Merge pull request #94 from togethercomputer/artem/ENG-29283-fix-ft-api

artek0chumak · web-flow · commit 6c304d25034b · 2025-05-21T12:07:59.000+01:00
ENG-29283: Add finetune truncated return objects into the schema
diff --git a/openapi.yaml b/openapi.yaml
@@ -640,7 +640,7 @@ paths:
     post:
       tags: ['Fine-tuning']
       summary: Create job
-      description: Use a model to create a fine-tuning job.
+      description: Create a fine-tuning job with the provided model and training data.
       requestBody:
         required: true
         content:
@@ -750,18 +750,18 @@ paths:
           content:
             application/json:
               schema:
-                $ref: '#/components/schemas/FinetuneResponse'
+                $ref: '#/components/schemas/FinetuneResponseTruncated'
     get:
       tags: ['Fine-tuning']
       summary: List all jobs
-      description: List the metadata for all fine-tuning jobs.
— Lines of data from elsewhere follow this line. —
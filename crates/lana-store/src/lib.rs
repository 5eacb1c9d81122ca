//! # lana-store: Concurrent Basket Store
//!
//! Owns every basket in the process and serializes access to them.
//!
//! ## Shape
//! ```text
//! ┌─────────────────────────────────────────────────────────────────────────┐
//! │  Arc<BasketStore>                                                       │
//! │    ├── Arc<Catalog>           shared, read-only                         │
//! │    ├── Arc<[Promotion]>       attached to every new basket              │
//! │    └── RwLock<HashMap<id, Basket>>                                      │
//! │                                   └── RwLock<HashMap<code, LineItem>>   │
//! │                                                                         │
//! │  BasketHandle { id, Arc<BasketStore> }  ◄── what callers hold           │
//! └─────────────────────────────────────────────────────────────────────────┘
//! ```
//!
//! ## Example
//!
//! ```rust
//! use std::sync::Arc;
//! use lana_core::{Catalog, ProductItem, PEN, TSHIRT};
//! use lana_store::{BasketStore, StoreError};
//!
//! let store = BasketStore::new(Arc::new(Catalog::lana()));
//! let basket = store.create();
//!
//! basket.add_item(&ProductItem::new(TSHIRT, 3)).unwrap();
//! assert_eq!(basket.total().unwrap().cents(), 4500);
//!
//! store.delete(basket.id()).unwrap();
//! assert!(matches!(basket.items(), Err(StoreError::NotFound(_))));
//! ```

// =============================================================================
// Module Declarations
// =============================================================================

mod basket;
pub mod error;
mod handle;
mod registry;

// =============================================================================
// Re-exports
// =============================================================================

pub use error::{ErrorClass, StoreError, StoreResult};
pub use handle::{BasketHandle, BasketSnapshot};
pub use registry::BasketStore;
//! # API Error Type
//!
//! Unified error type for HTTP handlers.
//!
//! ## Error Flow
//! ```text
//! ┌─────────────────────────────────────────────────────────────────────────┐
//! │  Handler                                                                │
//! │  Result<T, ApiError>                                                    │
//! │         │                                                               │
//! │         ▼                                                               │
//! │  StoreError::NotFound ────────────► 404 NOT_FOUND                       │
//! │  StoreError::InvalidProduct ──────► 400 VALIDATION_ERROR                │
//! │  StoreError::InvalidQuantity ─────► 400 VALIDATION_ERROR                │
//! │  Malformed JSON body ─────────────► 400 VALIDATION_ERROR                │
//! │  PromotionFailure / overflow ─────► 500 INTERNAL (message hidden)       │
//! └─────────────────────────────────────────────────────────────────────────┘
//! ```
//!
//! ## Serialization
//! ```json
//! {
//!   "code": "NOT_FOUND",
//!   "message": "Basket not found"
//! }
//! ```

use axum::extract::rejection::JsonRejection;
use axum::http::StatusCode;
use axum::response::{IntoResponse, Response};
use axum::Json;
use lana_store::{ErrorClass, StoreError};
use serde::Serialize;

/// Error body returned by every failing endpoint.
#[derive(Debug, Clone, Serialize)]
pub struct ApiError {
    /// Machine-readable error code for programmatic handling
    pub code: ErrorCode,

    /// Human-readable error message
    pub message: String,
}

/// Error codes for API responses.
#[derive(Debug, Clone, Copy, PartialEq, Eq, Serialize)]
#[serde(rename_all = "SCREAMING_SNAKE_CASE")]
pub enum ErrorCode {
    /// Resource not found (404)
    NotFound,

    /// Input validation failed (400)
    ValidationError,

    /// Internal server error (500)
    Internal,
}

impl ErrorCode {
    pub fn status(self) -> StatusCode {
        match self {
            ErrorCode::NotFound => StatusCode::NOT_FOUND,
            ErrorCode::ValidationError => StatusCode::BAD_REQUEST,
            ErrorCode::Internal => StatusCode::INTERNAL_SERVER_ERROR,
        }
    }
}

impl ApiError {
    /// Creates a new API error.
    pub fn new(code: ErrorCode, message: impl Into<String>) -> Self {
        ApiError {
            code,
            message: message.into(),
        }
    }

    /// Creates a not found error.
    pub fn not_found(message: impl Into<String>) -> Self {
        ApiError::new(ErrorCode::NotFound, message)
    }

    /// Creates a validation error.
    pub fn validation(message: impl Into<String>) -> Self {
        ApiError::new(ErrorCode::ValidationError, message)
    }

    /// Creates an internal error.
    pub fn internal(message: impl Into<String>) -> Self {
        ApiError::new(ErrorCode::Internal, message)
    }
}

/// Converts store errors to API errors.
impl From<StoreError> for ApiError {
    fn from(err: StoreError) -> Self {
        match (err.class(), &err) {
            (ErrorClass::MissingResource, _) => ApiError::not_found(err.to_string()),
            (ErrorClass::InvalidInput, StoreError::InvalidProduct(_)) => {
                ApiError::validation("Invalid product")
            }
            (ErrorClass::InvalidInput, _) => ApiError::validation(err.to_string()),
            (ErrorClass::Internal, _) => {
                // Log the actual error but return a generic message
                tracing::error!(error = %err, "Basket total could not be computed");
                ApiError::internal("Internal server error")
            }
        }
    }
}

/// Any body the JSON extractor refuses is a client error.
impl From<JsonRejection> for ApiError {
    fn from(rejection: JsonRejection) -> Self {
        ApiError::validation(rejection.body_text())
    }
}

impl IntoResponse for ApiError {
    fn into_response(self) -> Response {
        (self.code.status(), Json(self)).into_response()
    }
}

impl std::fmt::Display for ApiError {
    fn fmt(&self, f: &mut std::fmt::Formatter<'_>) -> std::fmt::Result {
        write!(f, "[{:?}] {}", self.code, self.message)
    }
}

impl std::error::Error for ApiError {}

/// Result type alias for handlers.
pub type ApiResult<T> = Result<T, ApiError>;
+      description: List the metadata for all fine-tuning jobs. Returns a list of FinetuneResponseTruncated objects.
       responses:
         '200':
           description: List of fine-tune jobs
           content:
             application/json:
               schema:
-                $ref: '#/components/schemas/FinetuneList'
+                $ref: '#/components/schemas/FinetuneTruncatedList'
   /fine-tunes/{id}:
     get:
       tags: ['Fine-tuning']
@@ -863,7 +863,7 @@ paths:
     post:
       tags: ['Fine-tuning']
       summary: Cancel job
-      description: Cancel a currently running fine-tuning job.
+      description: Cancel a currently running fine-tuning job. Returns a FinetuneResponseTruncated object.
       parameters:
         - in: path
           name: id
@@ -877,7 +877,7 @@ paths:
           content:
             application/json:
               schema:
-                $ref: '#/components/schemas/FinetuneResponse'
+                $ref: '#/components/schemas/FinetuneResponseTruncated'
         '400':
           description: Invalid request parameters.
         '404':
@@ -1215,7 +1215,7 @@ paths:
       summary: List available hardware configurations
       description: >
         Returns a list of available hardware configurations for deploying models.
-        When a model parameter is provided, it returns only hardware configurations compatible 
+        When a model parameter is provided, it returns only hardware configurations compatible
         with that model, including their current availability status.
       operationId: listHardware
       parameters:
@@ -1225,7 +1225,7 @@ paths:
           schema:
             type: string
           description: >
-            Filter hardware configurations by model compatibility. When provided, 
+            Filter hardware configurations by model compatibility. When provided,
             the response includes availability status for each compatible configuration.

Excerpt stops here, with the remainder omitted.